灼熱――評伝「藤原あき」の生涯(98)

執筆者:佐野美和2020年4月26日
撮影年不詳ながら、義江との離婚、独り立ちを決意した頃のあき(自伝『ひとり生きる』=ダヴィッド社、1956年=より)

 昭和37(1962)年、テレビによって新しい情報を瞬時に伝えることができる時代だというのに、毎日行う選挙活動というものはなんと時代錯誤な遺物であろうかとあきは感じる。

 そう思う一方で、草履を汚しながら選挙民と交わす言葉、握手。泥臭いふれあいにのめり込んでいく自分がいる。

 いわゆる「ドブ板」と言われる活動にも力を入れているが、表には出さない大切な活動もある。

 小泉純也選挙事務長のもとで金庫番を預かる原嶋亮二からの指示で、大学を出たばかりの運動員・杉浦和彦は、あきと一緒に大阪の松下電器産業に向かった。

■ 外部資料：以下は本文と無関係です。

//! Chromiumoxide-backed DOM driver
//!
//! Wraps one `chromiumoxide::Page`. Element handles index into an internal
//! table because `chromiumoxide::Element` is not `Clone`; disposing a handle
//! drops the table entry. All CDP failures are mapped onto the categorized
//! [`DriverError`] so the category survives to the caller.

use std::sync::atomic::{AtomicU64, Ordering};
use std::time::Duration;

use async_trait::async_trait;
use chromiumoxide::cdp::browser_protocol::network::CookieParam;
use chromiumoxide::cdp::browser_protocol::page::{
    CaptureScreenshotFormat, CaptureScreenshotParams,
};
use chromiumoxide::element::Element;
use chromiumoxide::page::Page;
use dashmap::DashMap;
use serde_json::json;
use tracing::{debug, warn};
use uuid::Uuid;

use crate::events::{CorrelationId, Event, EventBus, EventType, Severity};
use crate::selector_store::schema::{StrategySpec, WaitStrategy};

use super::kernel;
use super::{Cookie, DomDriver, DriverError, DriverResult, ElementHandle, Rect, StorageSnapshot};

const VISIBILITY_FN: &str = r"function() {
    const rect = this.getBoundingClientRect();
    const style = window.getComputedStyle(this);
    return rect.width > 0 && rect.height > 0
        && style.visibility !== 'hidden' && style.display !== 'none';
}";

const CLEAR_VALUE_FN: &str = r"function() {
    if ('value' in this) { this.value = ''; }
}";

const BOUNDING_BOX_FN: &str = r"function() {
    const r = this.getBoundingClientRect();
    return { x: r.x, y: r.y, width: r.width, height: r.height };
}";

/// Live driver bound to one Chromium tab.
pub struct ChromiumDriver {
    page: Page,
    elements: DashMap<u64, Element>,
    next_handle: AtomicU64,
    events: EventBus,
    correlation: CorrelationId,
    session_id: Uuid,
    context_id: String,
}

impl ChromiumDriver {
    #[must_use]
    pub fn new(
        page: Page,
        events: EventBus,
        correlation: CorrelationId,
        session_id: Uuid,
        context_id: String,
    ) -> Self {
        Self {
            page,
            elements: DashMap::new(),
            next_handle: AtomicU64::new(1),
            events,
            correlation,
            session_id,
            context_id,
        }
    }

    fn emit(&self, command: &str, detail: serde_json::Value) {
        self.events.publish(
            Event::new(
                EventType::DriverCommand,
                self.correlation.clone(),
                Severity::Debug,
                json!({ "command": command, "detail": detail }),
            )
            .with_session(self.session_id)
            .with_context(self.context_id.clone()),
        );
    }

    fn register(&self, element: Element) -> ElementHandle {
        let id = self.next_handle.fetch_add(1, Ordering::Relaxed);
        self.elements.insert(id, element);
        ElementHandle(id)
    }

    async fn collect_candidates(&self, strategy: &StrategySpec) -> DriverResult<Vec<Element>> {
        match strategy {
            StrategySpec::Css { selector } => {
                self.page.find_elements(selector.as_str()).await.map_err(map_cdp)
            }
            StrategySpec::Xpath { expression } => {
                self.page.find_xpaths(expression.as_str()).await.map_err(map_cdp)
            }
            StrategySpec::TextAnchor { text, tag } => {
                let scope = tag.as_deref().unwrap_or("body *");
                let elements = self.page.find_elements(scope).await.map_err(map_cdp)?;
                let mut matched = Vec::new();
                for el in elements {
                    if let Ok(Some(inner)) = el.inner_text().await
                        && kernel::text_qualifies(&inner, text)
                    {
                        matched.push(el);
                    }
                }
                Ok(matched)
            }
            StrategySpec::AttributeMatch { name, value, tag } => {
                let selector = kernel::attribute_css(tag.as_deref(), name, value);
                self.page.find_elements(selector.as_str()).await.map_err(map_cdp)
            }
            StrategySpec::Role { role, name } => {
                let selector = kernel::role_css(role);
                let elements = self.page.find_elements(selector.as_str()).await.map_err(map_cdp)?;
                let Some(wanted) = name else {
                    return Ok(elements);
                };
                let mut matched = Vec::new();
                for el in elements {
                    let label = match el.attribute("aria-label").await {
                        Ok(Some(label)) => Some(label),
                        _ => el.inner_text().await.ok().flatten(),
                    };
                    if label.is_some_and(|l| kernel::text_qualifies(&l, wanted)) {
                        matched.push(el);
                    }
                }
                Ok(matched)
            }
        }
    }
}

 あきと松下幸之助社長は旧知の仲らしく、いつもの話ぶりで「出馬することになりましたの」と始まった会話は30分に盛り上がる。

 帰り際に先方の秘書から杉浦が言われたのが、

「用意ができましたらお持ちしますので、しばらくお待ちください」

 社を出るときに渡されたのはカバンに入ったお金だったと、思う。

 思うとは、杉浦はそのまま数寄屋橋の事務所に帰り、原嶋に渡したわけであるから中は見ていない。なにしろ無事にカバンを持ち帰るという使命感で、異様な汗が流れてくるほどだった。